Good Riddance(29)



“Bullshit.”

Quite rude but hard to refute, since every other word I’d uttered was fiction. She continued in a new, chummy tone. “I came away with a very strong sense that your senator was a lady-killer. And I think you did, too.”

“Which applies exactly how to my dad?”

“Your father was yelling at him for taking up with his daughter. I’m not so na?ve that I don’t recognize a cover-up.”

“By me?”

“What you just told me—that he was yelling about union stuff.”

I wasn’t the polished liar I hoped I was. Instead of apologizing for embroidering, I compounded it. We were still in my doorway. I told her I couldn’t talk for long, that I had a project in a double boiler, but, okay, if she insisted.

Because I was spinning another lie, an even bigger one, I started with “This is totally off-the-record. Do you understand what that means? You cannot, under the sacred rules of the press, repeat this to anyone. Or put it into a documentary.”

I could tell by the intensity of her squint and her moving a step closer that she was all ears. I said, “Okay. My dad was, in fact, warning Armstrong to stay away from his daughter, but it wasn’t me. It was a sister I never told you about.” And from nowhere, without any premeditated baby-naming effort whatsoever, I came up with “Samantha.” Yes, a Samantha who still lives in New Hampshire.

“So he was warning him away from a daughter, just not you?”

I told her I couldn’t talk. I had chocolate tempering, which was a delicate stage, even a critical one.

“Is this sister married?”

I hadn’t thought that far ahead. I combined a look with a half nod and half shrug that might have conveyed Sort of.

“If that’s a no, what’s the big deal if two single people are hooking up?”

“Age difference. Plus, he’s a lifelong bachelor. As you and I both know—always a red flag.” I repeated, “I have to go. I’ve probably already ruined the chocolate I was melting,” adding for good measure, “You’re never to mention this to my dad,” at the same time I was thinking, I’d better clue him in about made-up Samantha.

“It still sounds fishy to me.”

“What part?”

“This is the father you brought to Thanksgiving, right? He struck me as a really sweet guy, not someone who’d get arrested over his daughter’s love life.”

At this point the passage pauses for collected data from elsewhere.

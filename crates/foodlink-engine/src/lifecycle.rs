//! The donation state machine.
//!
//! Guards run in two phases. [`authorize`] looks only at the caller's role and
//! runs before the record is read, so a caller without the right role is
//! rejected regardless of the donation's state. [`plan`] then checks the
//! freshly read record and produces the guarded write for the store.

use chrono::{DateTime, Utc};
use uuid::Uuid;

use foodlink_db::models::{PickupStamps, StatusWrite};
use foodlink_types::events::LifecycleKind;
use foodlink_types::models::{Donation, DonationStatus, Principal, Role};
use foodlink_types::{FoodlinkError, Result};

/// A requested status change.
#[derive(Debug, Clone, PartialEq)]
pub enum Action {
    Accept {
        estimated_pickup_time: Option<DateTime<Utc>>,
    },
    ConfirmPickup,
    Verify,
    Expire,
    Override(DonationStatus),
}

impl Action {
    pub fn name(&self) -> &'static str {
        match self {
            Self::Accept { .. } => "accept",
            Self::ConfirmPickup => "confirm-pickup",
            Self::Verify => "verify",
            Self::Expire => "expire",
            Self::Override(_) => "override",
        }
    }
}

/// Who is driving a transition.
#[derive(Debug, Clone)]
pub enum Actor {
    User(Principal),
    /// The deadline clock. Only ever expires donations.
    System,
}

impl Actor {
    pub fn id(&self) -> Option<Uuid> {
        match self {
            Self::User(p) => Some(p.user_id),
            Self::System => None,
        }
    }

    fn role(&self) -> Option<Role> {
        match self {
            Self::User(p) => Some(p.role),
            Self::System => None,
        }
    }
}

/// A validated transition, ready to be committed with compare-and-set.
#[derive(Debug, Clone)]
pub struct Transition {
    pub kind: LifecycleKind,
    pub from: DonationStatus,
    pub to: DonationStatus,
    pub assign_receiver: Option<Uuid>,
    pub stamps: PickupStamps,
}

impl Transition {
    /// The store write. Guards on the status and receiver that were observed
    /// when the plan was made, so a concurrent commit turns this into a no-op.
    pub fn to_write(&self, observed: &Donation, actor_id: Option<Uuid>, at: DateTime<Utc>) -> StatusWrite {
        StatusWrite {
            donation_id: observed.id,
            expected_status: self.from,
            expected_receiver: observed.receiver_id,
            require_unassigned: observed.receiver_id.is_none(),
            new_status: self.to,
            assign_receiver: self.assign_receiver,
            stamps: self.stamps.clone(),
            actor_id,
            at,
        }
    }
}

/// Role-only checks. Never looks at the donation.
pub fn authorize(actor: &Actor, action: &Action) -> Result<()> {
    match (action, actor) {
        (Action::Expire, Actor::System) => Ok(()),
        (_, Actor::System) => Err(FoodlinkError::Unauthorized(format!(
            "the system clock cannot {}",
            action.name()
        ))),
        (Action::Accept { .. }, Actor::User(p)) => match p.role {
            Role::Receiver if p.verified => Ok(()),
            Role::Receiver => Err(FoodlinkError::Unauthorized(
                "receiver account is not verified yet".into(),
            )),
            _ => Err(FoodlinkError::Unauthorized(
                "only receivers can accept donations".into(),
            )),
        },
        (Action::ConfirmPickup, Actor::User(p)) => require_role(p, Role::Receiver, action),
        (Action::Verify | Action::Override(_) | Action::Expire, Actor::User(p)) => {
            require_role(p, Role::Admin, action)
        }
    }
}

fn require_role(principal: &Principal, role: Role, action: &Action) -> Result<()> {
    if principal.role == role {
        Ok(())
    } else {
        Err(FoodlinkError::Unauthorized(format!(
            "{} requires the {} role",
            action.name(),
            role
        )))
    }
}

/// Stateful checks against the current record.
pub fn plan(donation: &Donation, actor: &Actor, action: &Action, now: DateTime<Utc>) -> Result<Transition> {
    let from = donation.status;
    let invalid = || FoodlinkError::invalid_transition(from, action.name());

    let transition = |kind, to, stamps| Transition {
        kind,
        from,
        to,
        assign_receiver: None,
        stamps,
    };

    match action {
        Action::Accept {
            estimated_pickup_time,
        } => {
            if from != DonationStatus::Pending || donation.receiver_id.is_some() {
                return Err(invalid());
            }
            Ok(Transition {
                assign_receiver: actor.id(),
                ..transition(
                    LifecycleKind::Accepted,
                    DonationStatus::Accepted,
                    PickupStamps {
                        accepted_at: Some(now),
                        estimated_pickup_time: *estimated_pickup_time,
                        ..Default::default()
                    },
                )
            })
        }

        Action::ConfirmPickup => {
            if from != DonationStatus::Accepted {
                return Err(invalid());
            }
            if donation.receiver_id != actor.id() {
                return Err(FoodlinkError::Unauthorized(
                    "only the assigned receiver can confirm pickup".into(),
                ));
            }
            Ok(transition(
                LifecycleKind::Picked,
                DonationStatus::Picked,
                PickupStamps {
                    picked_at: Some(now),
                    actual_pickup_time: Some(now),
                    ..Default::default()
                },
            ))
        }

        Action::Verify => {
            if from != DonationStatus::Picked {
                return Err(invalid());
            }
            Ok(transition(
                LifecycleKind::Verified,
                DonationStatus::Verified,
                PickupStamps {
                    verified_at: Some(now),
                    ..Default::default()
                },
            ))
        }

        Action::Expire => {
            if !matches!(from, DonationStatus::Pending | DonationStatus::Accepted) {
                return Err(invalid());
            }
            if actor.role().is_none() && now <= donation.pickup_deadline {
                return Err(invalid());
            }
            Ok(transition(
                LifecycleKind::Expired,
                DonationStatus::Expired,
                PickupStamps::default(),
            ))
        }

        Action::Override(target) => {
            let target = *target;
            if from.is_terminal() || target == from || target == DonationStatus::Pending {
                return Err(invalid());
            }
            // Accepted and later states need someone holding the donation.
            if target != DonationStatus::Expired && donation.receiver_id.is_none() {
                return Err(invalid());
            }
            let stamps = match target {
                DonationStatus::Accepted => PickupStamps {
                    accepted_at: Some(now),
                    ..Default::default()
                },
                DonationStatus::Picked => PickupStamps {
                    picked_at: Some(now),
                    actual_pickup_time: Some(now),
                    ..Default::default()
                },
                DonationStatus::Verified => PickupStamps {
                    verified_at: Some(now),
                    ..Default::default()
                },
                _ => PickupStamps::default(),
            };
            Ok(transition(LifecycleKind::StatusOverride, target, stamps))
        }
    }
}

/// Whether `from -> to` is an edge of the regular state machine (overrides
/// excluded).
pub fn can_transition(from: DonationStatus, to: DonationStatus) -> bool {
    use DonationStatus::*;
    matches!(
        (from, to),
        (Pending, Accepted) | (Accepted, Picked) | (Picked, Verified) | (Pending | Accepted, Expired)
    )
}

/// Donor metadata edit guard.
pub fn check_field_edit(donation: &Donation, principal: &Principal) -> Result<()> {
    if principal.role != Role::Donor || donation.donor_id != principal.user_id {
        return Err(FoodlinkError::Unauthorized(
            "only the donor can edit this donation".into(),
        ));
    }
    if !matches!(
        donation.status,
        DonationStatus::Pending | DonationStatus::Accepted
    ) {
        return Err(FoodlinkError::invalid_transition(donation.status, "edit"));
    }
    Ok(())
}

/// May this principal subscribe to the donation's channel?
pub fn may_watch(donation: &Donation, principal: &Principal) -> bool {
    principal.role == Role::Admin
        || donation.donor_id == principal.user_id
        || donation.receiver_id == Some(principal.user_id)
}

/// May this principal read the record? Receivers can also look at anything
/// still up for grabs.
pub fn may_view(donation: &Donation, principal: &Principal) -> bool {
    may_watch(donation, principal)
        || (principal.role == Role::Receiver && donation.status == DonationStatus::Pending)
}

Her peculiar phrasing, “This is the father . . .” stopped me. Had I, in my state of shock on the ride back from the reunion, revealed something about my newly dual paternity?

“Of course that’s the father I brought to Thanksgiving. What an odd question. I can’t help it if the truth sounds fishy. Isn’t that the way life works? I mean, who’d ever believe that someone would want to make a documentary out of a smelly high school yearbook?”

I’d meant that as an insult, but she smiled as if I’d recognized her particular scouting genius. “Do you have Armstrong’s email address?” she asked.

“I certainly do not.”

“Didn’t he give you his card?”

“Thrown out. I’m surprised you didn’t find it while foraging in the trash.”

“Sarcasm will get you nowhere,” she said. She reached into her pocket, withdrew her phone, and tapped the bottom of the screen. “Got it,” she said.

“Were you recording me? Isn’t that illegal? Isn’t that like wiretapping?”

“Your chocolate,” she said, with a skeptical sniff of the air. “Better get back to your project.”

I wasn’t actually tempering chocolate at that particular moment. Face-to-face with Geneva, all I did was fib.





16


Was This My Life Now?



Geneva wasn’t the only person with a Pickering, New Hampshire, Google alert. My sister, as ever unapologetic about the time difference between West and East coasts, called just before midnight to ask in condescending fashion, “Did you know Dad was arrested?”

Even half-asleep, my sibling rivalry kicked in. “Of course I did. He called me from the police station. You know how prisoners get one phone call, just like on TV? Well, I was his.”

“Good for you. But mainly it’s this: Is he losing it?”

“You mean is he getting senile? No! He was wrongly arrested.”

“It sounds as if he charged into the New Hampshire State House!”

What to say and how much? I began with “Did I tell you I went to a Pickering High reunion?”

“Don’t change the subject! Is he in jail? The article didn’t say—”

“No, he’s not in jail. And I’m not changing the subject. I went to the reunion because—”

“And Dad went with you? I thought he hated those reunions.”

“No, he did not go. Please shut up. I’m getting to the senator he trespassed against, Peter Armstrong.”

“And?”

“So, upon my arrival, I was handed a note from Armstrong saying we’d be at the same table. I’m, like, Who’s he and why does he want—”

“I don’t need the internal monologue.”

“Okay. After the first course, he asked me to dance, and next thing I knew, we were out in the corridor—did I say it was the Knights of Columbus Hall?—where he told me he’d been in love with Mom since his senior year in high school. Then on Monday he sent me flowers, and Dad happened to be there when they arrived. Not good.”